### What to work on
Will you transcribe the entries that follow, exactly and in full?

### Dataset content
---
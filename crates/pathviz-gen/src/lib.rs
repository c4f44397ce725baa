//! Obstacle layouts for the pathfinding visualizer: random scatter and
//! perfect mazes.

pub mod mapgen;

pub use mapgen::MapGen;
//! The closed set of search algorithms and their dispatch table.

use std::fmt;
use std::str::FromStr;

use pathviz_core::Point;

use crate::engine::SearchEngine;
use crate::search::SearchResult;
use crate::traits::Pather;

/// A search algorithm.
#[derive(Copy, Clone, Debug, Default, PartialEq, Eq, Hash)]
#[cfg_attr(feature = "serde", derive(serde::Serialize, serde::Deserialize))]
pub enum Algorithm {
    #[default]
    Bfs,
    Dijkstra,
    AStar,
}

/// Signature shared by every search strategy.
pub type Strategy = fn(&mut SearchEngine, &dyn Pather, Point, Point) -> SearchResult;

fn run_bfs(engine: &mut SearchEngine, pather: &dyn Pather, from: Point, to: Point) -> SearchResult {
    engine.bfs(pather, from, to)
}

fn run_dijkstra(
    engine: &mut SearchEngine,
    pather: &dyn Pather,
    from: Point,
    to: Point,
) -> SearchResult {
    engine.dijkstra(pather, from, to)
}

fn run_astar(
    engine: &mut SearchEngine,
    pather: &dyn Pather,
    from: Point,
    to: Point,
) -> SearchResult {
    engine.astar(pather, from, to)
}

impl Algorithm {
    /// Every algorithm, in menu order.
    pub const ALL: [Algorithm; 3] = [Algorithm::Bfs, Algorithm::Dijkstra, Algorithm::AStar];

    /// The function implementing this algorithm.
    pub fn strategy(self) -> Strategy {
        match self {
            Algorithm::Bfs => run_bfs,
            Algorithm::Dijkstra => run_dijkstra,
            Algorithm::AStar => run_astar,
        }
    }

    /// Short lowercase name, also accepted by [`FromStr`].
    pub const fn name(self) -> &'static str {
        match self {
            Algorithm::Bfs => "bfs",
            Algorithm::Dijkstra => "dijkstra",
            Algorithm::AStar => "astar",
        }
    }
}

impl fmt::Display for Algorithm {
    fn fmt(&self, f: &mut fmt::Formatter<'_>) -> fmt::Result {
        f.write_str(self.name())
    }
}

/// Error returned when parsing an unknown algorithm name.
#[derive(Debug, Clone, PartialEq, Eq)]
pub struct ParseAlgorithmError(pub String);

impl fmt::Display for ParseAlgorithmError {
    fn fmt(&self, f: &mut fmt::Formatter<'_>) -> fmt::Result {
        write!(
            f,
            "unknown search algorithm \u{201c}{}\u{201d} (expected bfs, dijkstra or astar)",
            self.0
        )
    }
}

impl std::error::Error for ParseAlgorithmError {}

impl FromStr for Algorithm {
    type Err = ParseAlgorithmError;

    fn from_str(s: &str) -> Result<Self, Self::Err> {
        match s.trim().to_ascii_lowercase().as_str() {
            "bfs" => Ok(Algorithm::Bfs),
            "dijkstra" => Ok(Algorithm::Dijkstra),
            "astar" | "a*" => Ok(Algorithm::AStar),
            _ => Err(ParseAlgorithmError(s.to_string())),
        }
    }
}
---
### Your response
filename crates/pathviz-gen/src/lib.rs
repository c4f44397ce725baa
//! Obstacle layouts for the pathfinding visualizer: random scatter and
//! perfect mazes.

pub mod mapgen;

pub use mapgen::MapGen;
//! The closed set of search algorithms and their dispatch table.

use std::fmt;
use std::str::FromStr;

use pathviz_core::Point;

use crate::engine::SearchEngine;
use crate::search::SearchResult;
use crate::traits::Pather;

/// A search algorithm.
#[derive(Copy, Clone, Debug, Default, PartialEq, Eq, Hash)]
#[cfg_attr(feature = "serde", derive(serde::Serialize, serde::Deserialize))]
pub enum Algorithm {
    #[default]
    Bfs,
    Dijkstra,
    AStar,
}

/// Signature shared by every search strategy.
pub type Strategy = fn(&mut SearchEngine, &dyn Pather, Point, Point) -> SearchResult;

fn run_bfs(engine: &mut SearchEngine, pather: &dyn Pather, from: Point, to: Point) -> SearchResult {
    engine.bfs(pather, from, to)
}

fn run_dijkstra(
    engine: &mut SearchEngine,
    pather: &dyn Pather,
    from: Point,
    to: Point,
) -> SearchResult {
    engine.dijkstra(pather, from, to)
}

fn run_astar(
    engine: &mut SearchEngine,
    pather: &dyn Pather,
    from: Point,
    to: Point,
) -> SearchResult {
    engine.astar(pather, from, to)
}

impl Algorithm {
    /// Every algorithm, in menu order.
    pub const ALL: [Algorithm; 3] = [Algorithm::Bfs, Algorithm::Dijkstra, Algorithm::AStar];

    /// The function implementing this algorithm.
    pub fn strategy(self) -> Strategy {
        match self {
            Algorithm::Bfs => run_bfs,
            Algorithm::Dijkstra => run_dijkstra,
            Algorithm::AStar => run_astar,
        }
    }

    /// Short lowercase name, also accepted by [`FromStr`].
    pub const fn name(self) -> &'static str {
        match self {
            Algorithm::Bfs => "bfs",
            Algorithm::Dijkstra => "dijkstra",
            Algorithm::AStar => "astar",
        }
    }
}

impl fmt::Display for Algorithm {
    fn fmt(&self, f: &mut fmt::Formatter<'_>) -> fmt::Result {
        f.write_str(self.name())
    }
}

/// Error returned when parsing an unknown algorithm name.
#[derive(Debug, Clone, PartialEq, Eq)]
pub struct ParseAlgorithmError(pub String);

impl fmt::Display for ParseAlgorithmError {
    fn fmt(&self, f: &mut fmt::Formatter<'_>) -> fmt::Result {
        write!(
            f,
            "unknown search algorithm \u{201c}{}\u{201d} (expected bfs, dijkstra or astar)",
            self.0
        )
    }
}

impl std::error::Error for ParseAlgorithmError {}

impl FromStr for Algorithm {
    type Err = ParseAlgorithmError;

    fn from_str(s: &str) -> Result<Self, Self::Err> {
        match s.trim().to_ascii_lowercase().as_str() {
            "bfs" => Ok(Algorithm::Bfs),
            "dijkstra" => Ok(Algorithm::Dijkstra),
            "astar" | "a*" => Ok(Algorithm::AStar),
            _ => Err(ParseAlgorithmError(s.to_string())),
        }
    }
}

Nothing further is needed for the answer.